Ingredients of Tex's Meat & 'Tator Pie 🐄🍲🇬🇧
- You need 200 grams (7 ounces) of tinned corned beef.
- You need 1 sheet of ready rolled shortcrust pastry.
- You need 5-6 of large fluffy (starchy) or all purpose potatoes.
- You need As needed of hot water.
- You need 1-2 of large onions.
- You need 1-2 tablespoons of oil for shallow frying.
- You need 1 of beaten egg.
- You need 2 of beef OXO stock Cubes.
- It's 3 tablespoons of Worcestershire sauce.
- Prepare To taste of Salt and pepper to season.
Tex's Meat & 'Tator Pie 🐄🍲🇬🇧 instructions
- Cube the spuds. Quarter your onion, and slice.
- Cook the onions in a large saucepan with a little oil for about 5 minutes on a medium-low heat until they just begin to soften. Remove from the pan.
- Put the spuds in the saucepan and add hot water (just enough to cover). Crumble in the OXO cubes and add the Worcestershire sauce. Bring to the boil (uncovered). When it boils, turn down the heat to medium and cook for 10 minutes, stirring occasionally, but gently.

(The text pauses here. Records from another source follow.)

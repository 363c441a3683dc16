#![allow(clippy::unwrap_used)]
// Integration tests for `Controller` operations against a wiremock
// controller: validation ordering, monitored writes, password
// verification and message-registry fallback.

use std::time::Duration;

use pretty_assertions::assert_eq;
use secrecy::SecretString;
use serde_json::json;
use url::Url;
use wiremock::matchers::{body_json, method, path};
use wiremock::{Mock, MockServer, ResponseTemplate};

use rsctl_core::{
    Controller, ControllerConfig, CoreError, NetworkDelta, NoProgress, PowerAction, ProgressEvent,
    TimeDelta, ValidationRule,
};

const SESSIONS: &str = "/redfish/v1/SessionService/Sessions";
const ETH0: &str = "/redfish/v1/Managers/1/EthernetInterfaces/eth0";
const PROTOCOL: &str = "/redfish/v1/Managers/1/NetworkProtocol";
const MANAGER: &str = "/redfish/v1/Managers/1";

// ── Helpers ─────────────────────────────────────────────────────────

fn config(server: &MockServer, password: &str) -> ControllerConfig {
    let mut config = ControllerConfig::new(
        Url::parse(&server.uri()).unwrap(),
        "admin",
        SecretString::from(password.to_owned()),
    );
    config.poll_interval = Duration::from_millis(10);
    config.max_retry = 1;
    config
}

async fn mount_login(server: &MockServer, password: &str, token: &str) {
    Mock::given(method("POST"))
        .and(path(SESSIONS))
        .and(body_json(json!({"UserName": "admin", "Password": password})))
        .respond_with(
            ResponseTemplate::new(201)
                .insert_header("X-Auth-Token", token)
                .insert_header("Location", format!("{SESSIONS}/{token}"))
                .set_body_json(json!({"Id": token})),
        )
        .mount(server)
        .await;
}

async fn connected() -> (MockServer, Controller) {
    let server = MockServer::start().await;
    mount_login(&server, "secret", "s1").await;
    let controller = Controller::new(config(&server, "secret")).unwrap();
    controller.connect().await.unwrap();
    (server, controller)
}

async fn mount_network_state(server: &MockServer, dhcp: bool) {
    Mock::given(method("GET"))
        .and(path(ETH0))
        .respond_with(ResponseTemplate::new(200).set_body_json(json!({
            "DHCPv4": {"DHCPEnabled": dhcp, "UseDNSServers": dhcp},
            "IPv4Addresses": [{"Address": "10.0.0.5", "SubnetMask": "255.255.255.0"}]
        })))
        .mount(server)
        .await;
    Mock::given(method("GET"))
        .and(path(PROTOCOL))
        .respond_with(ResponseTemplate::new(200).set_body_json(json!({
            "HostName": "bmc",
            "NTP": {"ProtocolEnabled": false, "NTPServers": []},
            "Proxy": {"Enabled": false, "ProxyServerURI": ""}
        })))
        .mount(server)
        .await;
}

fn extended_info(message: &str) -> serde_json::Value {
    json!({"error": {"@Message.ExtendedInfo": [{"Message": message}]}})
}

// ── Network ─────────────────────────────────────────────────────────

#[tokio::test]
async fn test_network_update_submits_interface_before_mdns() {
    let (server, controller) = connected().await;
    mount_network_state(&server, true).await;

    Mock::given(method("PATCH"))
        .and(path(ETH0))
        .and(body_json(json!({
            "DHCPv4": {"DHCPEnabled": false},
            "IPv4StaticAddresses": [{"Address": "10.0.0.9", "SubnetMask": "255.255.255.0"}]
        })))
        .respond_with(ResponseTemplate::new(200))
        .expect(1)
        .mount(&server)
        .await;
    Mock::given(method("PATCH"))
        .and(path(PROTOCOL))
        .and(body_json(json!({
            "Oem": {"HP": {"mDNSDiscoveryProtocol": {"ProtocolEnabled": true}}}
        })))
        .respond_with(ResponseTemplate::new(200))
        .expect(1)
        .mount(&server)
        .await;

    let delta = NetworkDelta {
        dhcp: Some(false),
        static_address: Some("10.0.0.9".into()),
        subnet_mask: Some("255.255.255.0".into()),
        mdns: Some(true),
        ..NetworkDelta::default()
    };
    let plan = controller.update_network(&delta, &mut NoProgress).await.unwrap();
    assert!(plan.interface.is_some());
    assert!(plan.proxy.is_none());

    let patched: Vec<String> = server
        .received_requests()
        .await
        .unwrap()
        .into_iter()
        .filter(|r| r.method.as_str() == "PATCH")
        .map(|r| r.url.path().to_owned())
        .collect();
    assert_eq!(patched, vec![ETH0.to_owned(), PROTOCOL.to_owned()]);
}

#[tokio::test]
async fn test_network_validation_rejects_before_any_write() {
    let (server, controller) = connected().await;
    mount_network_state(&server, true).await;

    Mock::given(method("PATCH"))
        .respond_with(ResponseTemplate::new(200))
        .expect(0)
        .mount(&server)
        .await;

    let delta = NetworkDelta {
        static_address: Some("10.0.0.9".into()),
        subnet_mask: Some("255.255.255.0".into()),
        mdns: Some(false),
        ..NetworkDelta::default()
    };
    let err = controller
        .update_network(&delta, &mut NoProgress)
        .await
        .unwrap_err();

    match err {
        CoreError::Validation { rule, message } => {
            assert_eq!(rule, ValidationRule::StaticAddress);
            assert_eq!(message, "Cannot set a static address when DHCP is enabled");
        }
        other => panic!("expected validation error, got {other:?}"),
    }
}

#[tokio::test]
async fn test_network_task_failure_carries_context_and_message() {
    let (server, controller) = connected().await;
    mount_network_state(&server, false).await;
    let monitor = "/redfish/v1/TaskService/Tasks/7/Monitor";

    Mock::given(method("PATCH"))
        .and(path(ETH0))
        .respond_with(ResponseTemplate::new(202).insert_header("Location", monitor))
        .mount(&server)
        .await;
    Mock::given(method("GET"))
        .and(path(monitor))
        .respond_with(
            ResponseTemplate::new(400).set_body_json(extended_info("Invalid subnet mask.")),
        )
        .mount(&server)
        .await;

    let delta = NetworkDelta {
        static_address: Some("10.0.0.9".into()),
        subnet_mask: Some("255.0.255.0".into()),
        ..NetworkDelta::default()
    };
    let err = controller
        .update_network(&delta, &mut NoProgress)
        .await
        .unwrap_err();

    assert_eq!(
        err.to_string(),
        "Failed to update network settings: Invalid subnet mask."
    );
    assert!(matches!(err, CoreError::Request { status: Some(400), .. }));
}

// ── Time ────────────────────────────────────────────────────────────

#[tokio::test]
async fn test_manual_time_rejected_while_ntp_enabled() {
    let (server, controller) = connected().await;
    Mock::given(method("GET"))
        .and(path(PROTOCOL))
        .respond_with(ResponseTemplate::new(200).set_body_json(json!({
            "NTP": {"ProtocolEnabled": true, "NTPServers": ["pool.ntp.org"]}
        })))
        .mount(&server)
        .await;
    Mock::given(method("PATCH"))
        .respond_with(ResponseTemplate::new(200))
        .expect(0)
        .mount(&server)
        .await;

    let delta = TimeDelta {
        date_time: Some("2024-06-07T12:29:01-03:00".into()),
        ..TimeDelta::default()
    };
    let err = controller
        .update_time(&delta, &mut NoProgress)
        .await
        .unwrap_err();

    assert!(matches!(
        err,
        CoreError::Validation {
            rule: ValidationRule::ManualTime,
            ..
        }
    ));
}

// ── Manager ─────────────────────────────────────────────────────────

#[tokio::test]
async fn test_password_change_verified_after_session_loss() {
    let (server, controller) = connected().await;
    mount_login(&server, "n3w-pass", "s2").await;

    Mock::given(method("PATCH"))
        .and(path("/redfish/v1/AccountService/Accounts/1"))
        .and(body_json(json!({"Password": "n3w-pass"})))
        .respond_with(ResponseTemplate::new(401))
        .expect(1)
        .mount(&server)
        .await;
    Mock::given(method("GET"))
        .and(path(MANAGER))
        .respond_with(ResponseTemplate::new(200).set_body_json(json!({
            "Model": "iLO 5", "FirmwareVersion": "2.78"
        })))
        .expect(1)
        .mount(&server)
        .await;
    Mock::given(method("DELETE"))
        .and(path(format!("{SESSIONS}/s2")))
        .respond_with(ResponseTemplate::new(204))
        .expect(1)
        .mount(&server)
        .await;

    controller
        .change_password(&SecretString::from("n3w-pass".to_owned()))
        .await
        .unwrap();
    assert!(!controller.session_state().is_authenticated());
}

#[tokio::test]
async fn test_password_change_reports_failed_verification() {
    let (server, controller) = connected().await;

    Mock::given(method("PATCH"))
        .and(path("/redfish/v1/AccountService/Accounts/1"))
        .respond_with(ResponseTemplate::new(200))
        .mount(&server)
        .await;
    Mock::given(method("POST"))
        .and(path(SESSIONS))
        .and(body_json(json!({"UserName": "admin", "Password": "typo"})))
        .respond_with(ResponseTemplate::new(401))
        .mount(&server)
        .await;

    let err = controller
        .change_password(&SecretString::from("typo".to_owned()))
        .await
        .unwrap_err();

    assert!(matches!(err, CoreError::Auth { session_lost: false, .. }));
    assert!(
        err.to_string()
            .starts_with("Failed to login with the new password: Login failed")
    );
}

#[tokio::test]
async fn test_firmware_session_loss_is_reported_as_uncertain() {
    let (server, controller) = connected().await;
    let monitor = "/redfish/v1/TaskService/Tasks/9/Monitor";

    Mock::given(method("POST"))
        .and(path("/redfish/v1/UpdateService/MultipartUpdate"))
        .respond_with(ResponseTemplate::new(202).insert_header("Location", monitor))
        .mount(&server)
        .await;
    Mock::given(method("GET"))
        .and(path(monitor))
        .respond_with(ResponseTemplate::new(401))
        .mount(&server)
        .await;

    let mut events = Vec::new();
    let err = controller
        .update_firmware("ilo5_278.fwpkg", b"image".to_vec(), &mut events)
        .await
        .unwrap_err();

    assert!(err.is_session_lost());
    assert!(err.to_string().contains("Please use 'manager get'"));
    assert_eq!(events.last(), Some(&ProgressEvent::Finished));
}

// ── System ──────────────────────────────────────────────────────────

async fn mount_system_with_blink(server: &MockServer) {
    Mock::given(method("GET"))
        .and(path("/redfish/v1/Systems/1"))
        .respond_with(ResponseTemplate::new(200).set_body_json(json!({
            "Model": "ProLiant DL360 Gen10",
            "PowerState": "On",
            "Oem": {"HP": {"BlinkCodeState": {
                "Type": "None",
                "MessageId": "HPBlinkCode.1.1.0.NoFault"
            }}}
        })))
        .mount(server)
        .await;
}

#[tokio::test]
async fn test_blink_code_resolved_from_registry() {
    let (server, controller) = connected().await;
    mount_system_with_blink(&server).await;
    Mock::given(method("GET"))
        .and(path("/registries/en/HPBlinkCode.1.1.0.json"))
        .respond_with(ResponseTemplate::new(200).set_body_json(json!({
            "Messages": {"NoFault": {"Message": "No fault detected."}}
        })))
        .mount(&server)
        .await;

    let info = controller.system_info().await.unwrap();
    assert_eq!(info.blink_message.as_deref(), Some("No fault detected."));
    assert_eq!(info.system.power_state.as_deref(), Some("On"));
}

#[tokio::test]
async fn test_blink_code_falls_back_to_raw_id() {
    let (server, controller) = connected().await;
    mount_system_with_blink(&server).await;

    let info = controller.system_info().await.unwrap();
    assert_eq!(
        info.blink_message.as_deref(),
        Some("HPBlinkCode.1.1.0.NoFault")
    );
}

#[tokio::test]
async fn test_power_failure_names_the_command() {
    let (server, controller) = connected().await;
    Mock::given(method("POST"))
        .and(path("/redfish/v1/Systems/1/Actions/ComputerSystem.Reset"))
        .and(body_json(json!({"ResetType": "ForceOff"})))
        .respond_with(ResponseTemplate::new(400))
        .mount(&server)
        .await;

    let err = controller
        .set_power(PowerAction::ForceOff, &mut NoProgress)
        .await
        .unwrap_err();

    assert_eq!(
        err.to_string(),
        "Power command 'ForceOff' failed: No error message"
    );
}

// ── Tasks & certificates ────────────────────────────────────────────

#[tokio::test]
async fn test_running_filter_skips_finished_tasks() {
    let (server, controller) = connected().await;
    Mock::given(method("GET"))
        .and(path("/redfish/v1/TaskService/Tasks"))
        .respond_with(ResponseTemplate::new(200).set_body_json(json!({
            "Members": [
                {"@odata.id": "/redfish/v1/TaskService/Tasks/1"},
                {"@odata.id": "/redfish/v1/TaskService/Tasks/2"}
            ]
        })))
        .mount(&server)
        .await;
    Mock::given(method("GET"))
        .and(path("/redfish/v1/TaskService/Tasks/1"))
        .respond_with(ResponseTemplate::new(200).set_body_json(json!({
            "Id": "1", "TaskState": "Completed"
        })))
        .mount(&server)
        .await;
    Mock::given(method("GET"))
        .and(path("/redfish/v1/TaskService/Tasks/2"))
        .respond_with(ResponseTemplate::new(200).set_body_json(json!({
            "Id": "2", "TaskState": "Running"
        })))
        .mount(&server)
        .await;

    assert_eq!(controller.list_tasks(false).await.unwrap().len(), 2);
    let running = controller.list_tasks(true).await.unwrap();
    assert_eq!(running.len(), 1);
    assert_eq!(running[0].id.as_deref(), Some("2"));
}

#[tokio::test]
async fn test_empty_certificate_is_rejected_locally() {
    let (server, controller) = connected().await;
    Mock::given(method("POST"))
        .respond_with(ResponseTemplate::new(201))
        .expect(0)
        .mount(&server)
        .await;

    let err = controller.add_trusted_certificate("  \n").await.unwrap_err();
    assert!(matches!(err, CoreError::Format { .. }));
}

- Return the onions to the saucepan cook the spuds and onions for a further 10 minutes. Top up the pan with a little extra hot water every so often if it looks like it's going to boil dry.
- While the onions and spuds are cooking, chop your corned beef into tiny chunks about the size of sweetcorn. If you chill the corned beef in the fridge, it will slice much easier.
- Add the corned beef to the saucepan, stir, and cook for a further 5-10 minutes until the potatoes are cooked through. Allow to cool for about 35-40 minutes.
- Next, spoon the contents in to an oven proof pie dish. Fill as much as you can so the pastry doesn't sag when added.
- Preheat the oven to gas mark 6, 200°C (400°F).
- Add the pastry on top, trim, brush with the egg wash, and pierce. When the first egg wash has dried, brush with the egg again, then season the pastry a little.
- Finally, pop in the middle of the oven for 25-30 minutes, (rotating 180° halfway through for an even bake) until the crust is nice and brown.
- Serve with pickled beetroot (beets) and/or pickled red cabbage.